Café: o grande motivador da imigração japonesa

Café: o grande motivador da imigração japonesa

Atualizado: Segunda-feira, 23 Junho de 2008 as 12

Foi em busca do sonho cafeeiro, que 781 japoneses desembarcaram no porto de Santos, do navio Kasato Maru, no dia 18 de junho de 1908. Abrigados na Hospedaria de Imigrantes, em São Paulo, foram aos poucos conduzidos às fazendas de café. Antes disso, no final do século XIX, o café também havia sido o motivador de iniciativas de imigração japonesa, com a viagem cancelada na última hora em virtude da crise que enfrentava o produto e que perduraria até 1906. Com a retomada do mercado, em 1907, o governo brasileiro publica a Lei da Imigração e Colonização, permitindo que cada Estado definisse a forma mais conveniente de receber e instalar os imigrantes.

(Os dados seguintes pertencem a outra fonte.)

use crate::core::quality::QualityFilter;
use crate::types::{Band, Grid, LstError, LstReal, LstResult, Observation, Raster, Sensor};
use chrono::NaiveDate;
use ndarray::Array2;
use std::collections::BTreeMap;

/// Stored `_FillValue` of the MOD11A1/MYD11A1 LST bands
pub const LST_FILL_VALUE: u16 = 0;

/// One day of one band as delivered by a sensor archive
#[derive(Debug, Clone)]
pub struct RawObservation {
    /// Digital numbers with the product's own no-data mask
    pub values: Raster,
    /// Per-pixel QC codes
    pub quality: Array2<u8>,
}

impl RawObservation {
    pub fn new(values: Raster, quality: Array2<u8>) -> LstResult<Self> {
        if values.shape() != quality.dim() {
            return Err(LstError::ShapeMismatch {
                expected: values.shape(),
                found: quality.dim(),
            });
        }
        Ok(Self { values, quality })
    }

    /// From stored integers; `LST_FILL_VALUE` cells are no-data
    pub fn from_digital_numbers(dn: &Array2<u16>, quality: Array2<u8>) -> LstResult<Self> {
        let mask = dn.mapv(|v| v != LST_FILL_VALUE);
        let values = dn.mapv(LstReal::from);
        Self::new(Raster::new(values, mask)?, quality)
    }

    /// Quality-filtered observation
    pub fn filter(&self, date: NaiveDate, band: Band, sensor: Sensor) -> LstResult<Observation> {
        let raster = QualityFilter::apply(&self.values, &self.quality)?;
        Ok(Observation::new(date, band, sensor, raster))
    }
}

/// Source of raw daily rasters for one sensor
pub trait ObservationArchive: Send + Sync {
    fn sensor(&self) -> Sensor;

    /// Frame shared by every raster the archive yields
    fn grid(&self) -> &Grid;

    /// Days with a record for `band`, ascending
    fn dates(&self, band: Band) -> Vec<NaiveDate>;

    /// `Ok(None)` when nothing was acquired that day
    fn read(&self, date: NaiveDate, band: Band) -> LstResult<Option<RawObservation>>;
}

#[derive(Debug, Clone)]
enum Record {
    Present(RawObservation),
    Unreadable(String),
}

/// Archive held in memory, mostly for tests and bindings
#[derive(Debug, Clone)]
pub struct InMemoryArchive {
    sensor: Sensor,
    grid: Grid,
    records: BTreeMap<(Band, NaiveDate), Record>,
}

impl InMemoryArchive {
    pub fn new(sensor: Sensor, grid: Grid) -> Self {
        Self {
            sensor,
            grid,
            records: BTreeMap::new(),
        }
    }

    pub fn insert(&mut self, date: NaiveDate, band: Band, raw: RawObservation) -> LstResult<()> {
        self.grid.ensure_shape(raw.values.shape())?;
        self.records.insert((band, date), Record::Present(raw));
        Ok(())
    }

    /// Registers a day whose read will fail with `reason`
    pub fn insert_unreadable(&mut self, date: NaiveDate, band: Band, reason: impl Into<String>) {
        self.records.insert((band, date), Record::Unreadable(reason.into()));
    }

    pub fn len(&self) -> usize {
        self.records.len()
    }

    pub fn is_empty(&self) -> bool {
        self.records.is_empty()
    }
}

impl ObservationArchive for InMemoryArchive {
    fn sensor(&self) -> Sensor {
        self.sensor
    }

    fn grid(&self) -> &Grid {
        &self.grid
    }

    fn dates(&self, band: Band) -> Vec<NaiveDate> {
        self.records
            .keys()
            .filter(|(b, _)| *b == band)
            .map(|&(_, date)| date)
            .collect()
    }

    fn read(&self, date: NaiveDate, band: Band) -> LstResult<Option<RawObservation>> {
        match self.records.get(&(band, date)) {
            Some(Record::Present(raw)) => Ok(Some(raw.clone())),
            Some(Record::Unreadable(reason)) => Err(LstError::Archive {
                date,
                reason: reason.clone(),
            }),
            None => Ok(None),
        }
    }
}

#[cfg(test)]
mod tests {
    use super::*;
    use ndarray::array;

    fn date(d: u32) -> NaiveDate {
        NaiveDate::from_ymd_opt(2020, 1, d).unwrap()
    }

    #[test]
    fn test_fill_value_and_quality_both_mask() {
        let raw =
            RawObservation::from_digital_numbers(&array![[0u16, 15000, 14000]], array![[0u8, 0, 3]])
                .unwrap();
        let obs = raw.filter(date(1), Band::Day, Sensor::Terra).unwrap();

        assert_eq!(obs.raster.get(0, 0), None);
        assert_eq!(obs.raster.get(0, 1), Some(15000.0));
        assert_eq!(obs.raster.get(0, 2), None);
    }

    #[test]
    fn test_nan_under_valid_mask_never_reaches_observation() {
        let values = Raster::new(array![[LstReal::NAN, 14000.0]], array![[true, true]]).unwrap();
        let raw = RawObservation::new(values, array![[0u8, 0]]).unwrap();
        let obs = raw.filter(date(1), Band::Night, Sensor::Aqua).unwrap();

        assert_eq!(obs.raster.get(0, 0), None);
        assert_eq!(obs.raster.valid_count(), 1);
    }

    #[test]
    fn test_in_memory_archive_reads() {
        let mut archive = InMemoryArchive::new(Sensor::Aqua, Grid::pixel_grid(1, 1));
        let raw = RawObservation::from_digital_numbers(&array![[14500u16]], array![[0u8]]).unwrap();
        archive.insert(date(2), Band::Night, raw).unwrap();
        archive.insert_unreadable(date(3), Band::Night, "truncated tile");

        assert_eq!(archive.dates(Band::Night), vec![date(2), date(3)]);
        assert!(archive.dates(Band::Day).is_empty());
        assert!(archive.read(date(2), Band::Night).unwrap().is_some());
        assert!(archive.read(date(2), Band::Day).unwrap().is_none());
        assert!(matches!(
            archive.read(date(3), Band::Night),
            Err(LstError::Archive { .. })
        ));
    }

    #[test]
    fn test_dates_are_ascending_per_band() {
        let mut archive = InMemoryArchive::new(Sensor::Terra, Grid::pixel_grid(1, 1));
        let raw = || {
            RawObservation::from_digital_numbers(&array![[14500u16]], array![[0u8]]).unwrap()
        };
        for (d, band) in [(9, Band::Night), (4, Band::Day), (2, Band::Night), (7, Band::Day)] {
            archive.insert(date(d), band, raw()).unwrap();
        }

        assert_eq!(archive.len(), 4);
        assert_eq!(archive.dates(Band::Day), vec![date(4), date(7)]);
        assert_eq!(archive.dates(Band::Night), vec![date(2), date(9)]);
    }

    #[test]
    fn test_insert_rejects_wrong_shape() {
        let mut archive = InMemoryArchive::new(Sensor::Terra, Grid::pixel_grid(2, 2));
        let raw = RawObservation::from_digital_numbers(&array![[1u16]], array![[0u8]]).unwrap();
        assert!(archive.insert(date(1), Band::Day, raw).is_err());
    }
}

O Estado de São Paulo firma então um acordo para a introdução de três mil imigrantes japoneses num período de três anos. Foi desta iniciativa que hoje o Brasil concentra a maior comunidade nipônica fora do Japão. Contudo, nas fazendas cafeeiras, os imigrantes de costumes tão diferentes sofreram um duro período de adaptação. Aos poucos, os conflitos entre trabalhadores japoneses e colonos brasileiros foram diminuindo, as lavouras prosperaram e foram incentivadas novas imigrações. Através de um sistema de parceria com o fazendeiro, muitos japoneses conseguiram comprar seus primeiros pedaços de terra. Tal ascenção social no Brasil resultou, para a grande maioria dos imigrantes, a permanência definitiva no páis.

O Japão é o quarto maior mercado consumidor de cafés do Brasil, adquirindo mais de dois milhões de sacas de café por ano. A primeira remessa ocorreu também há 100 anos, com registro de embarque de aproximadamente 600 sacas de café para o Japão. Depois da imigração pioneira, a influência japonesa pode ser vista em importantes regiões produtoras, no trabalho organizado de seus descendentes e na perseverança para condução de estudos e pesquisas.